The maintenance of homeostasis in normal tissues reflects a balance between cell proliferation and cell death. Programmed cell death (Apoptosis) is the ubiquitous physiological phenomenon of intentional cell death that eliminates redundant cells, changes phenotypic composition during histogenesis, provides form during morphogenesis and balances mitosis in renewing tissues. This pathway of cell death is characterized by internucleosomal digestion of genomic DNA. Such DNA digestion can be induced by both physiological stimuli and cytotoxic treatment with many anticancer agents. This digestion has generally been cosidered to be mediated by a Ca++/Mg++ dependent endonuclease that is activated by increases in intracellular Ca2+. Morphologically apoptotic cells appear as small, condensed bodies. The chromatin is dense and fragmented, packed into compact membrane-bound bodies together with randomly distributed cell organelles.
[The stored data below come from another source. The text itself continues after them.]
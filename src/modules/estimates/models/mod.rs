pub mod calculation_input;
pub mod cost_result;
pub mod estimate_view;
pub mod provider;

pub use calculation_input::{
    comparison_set, CalculationInput, ComparisonMode, CustomFees, EstimateRequest,
    PayoutFrequency, RawCustomFees,
};
pub use cost_result::{CostReport, CostResult, Savings, SavingsDirection};
pub use estimate_view::{EstimateView, ProviderCostView, SavingsView};
pub use provider::{FeeSchedule, PayoutFeeTable, PlatformFeeTiers, ProviderId, ProviderProfile};
use rust_decimal::Decimal;

use crate::modules::estimates::models::{CalculationInput, CostResult, ProviderId, Savings};

use super::fee_resolver::EffectiveFees;

/// Share of GMV, by value, that flows back out as pay-outs
pub const PAYOUT_VOLUME_SHARE: Decimal = Decimal::from_parts(8, 0, 0, false, 1);

const MONTHS_PER_YEAR: Decimal = Decimal::from_parts(12, 0, 0, false, 0);

/// Applies effective fees to a merchant's volumes.
///
/// All arithmetic saturates, so even absurd inputs yield a result.
pub struct CostCalculator;

impl CostCalculator {
    pub fn new() -> Self {
        Self
    }

    /// payin  = gmv × payin% + payins × payin fixed
    /// payout = (gmv × 0.8) × payout% + payouts × payout fixed
    /// wallet = vendors × wallet price
    /// total  = payin + payout + wallet + platform fee
    pub fn calculate(
        &self,
        provider: ProviderId,
        name: &str,
        fees: &EffectiveFees,
        input: &CalculationInput,
    ) -> CostResult {
        let gmv = input.gmv();
        let payins = Decimal::from(input.payin_count());
        let payouts = Decimal::from(input.payout_count());
        let vendors = Decimal::from(input.vendor_count());

        let payin_cost = gmv
            .saturating_mul(fees.payin_percentage)
            .saturating_add(payins.saturating_mul(fees.payin_fixed));

        let payout_volume = gmv.saturating_mul(PAYOUT_VOLUME_SHARE);
        let payout_cost = payout_volume
            .saturating_mul(fees.payout_percentage)
            .saturating_add(payouts.saturating_mul(fees.payout_fixed));

        let wallet_cost = vendors.saturating_mul(fees.wallet_price);

        let total_monthly_cost = payin_cost
            .saturating_add(payout_cost)
            .saturating_add(wallet_cost)
            .saturating_add(fees.platform_fee);

        CostResult {
            provider,
            name: name.to_string(),
            total_monthly_cost,
            total_annual_cost: self.annualize(total_monthly_cost),
            savings: None,
        }
    }

    pub fn annualize(&self, monthly: Decimal) -> Decimal {
        monthly.saturating_mul(MONTHS_PER_YEAR)
    }

    /// Fill in savings against the reference result for every other provider.
    /// Leaves everything untouched when no reference result is present.
    pub fn apply_savings(&self, results: &mut [CostResult]) {
        let reference_annual = match results
            .iter()
            .find(|result| result.provider == ProviderId::Reference)
        {
            Some(reference) => reference.total_annual_cost,
            None => return,
        };

        for result in results
            .iter_mut()
            .filter(|result| result.provider != ProviderId::Reference)
        {
            result.savings = Some(Savings::between(reference_annual, result.total_annual_cost));
        }
    }
}

impl Default for CostCalculator {
    fn default() -> Self {
        Self::new()
    }
}
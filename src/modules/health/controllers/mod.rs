pub mod health_controller;

pub use health_controller::configure;
pub mod estimates;
pub mod health;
The plasma membrane shows extensive blebbing. It buds off projections so that the whole celi may split into several membranebound apoptotic bodies. Significant chemical changes take place in the plasma membrane. This helps in recognition of the apoptotic bodies by phagocytes. At this moment it is unclear if all cells can undergo apoptosis or it is a characteristic of only some tissues which are predisposed to apoptotic death being directly under the control of hormones or growth factors. This active form of cell death is controlled by a genetic program(s) that kills the targeted cell without causing subsequent inflammation. Tumor suppressor gene such as p 53 and oncogene such as bcl-2 are found to be closely related to apoptotic processes in a cell. Control of programmed cell death in normal and redundant cells could provide new implications for therapy in many conditions such as cancer, AIDS, leukemia, myocardial infarction and neurodegenerative diseases.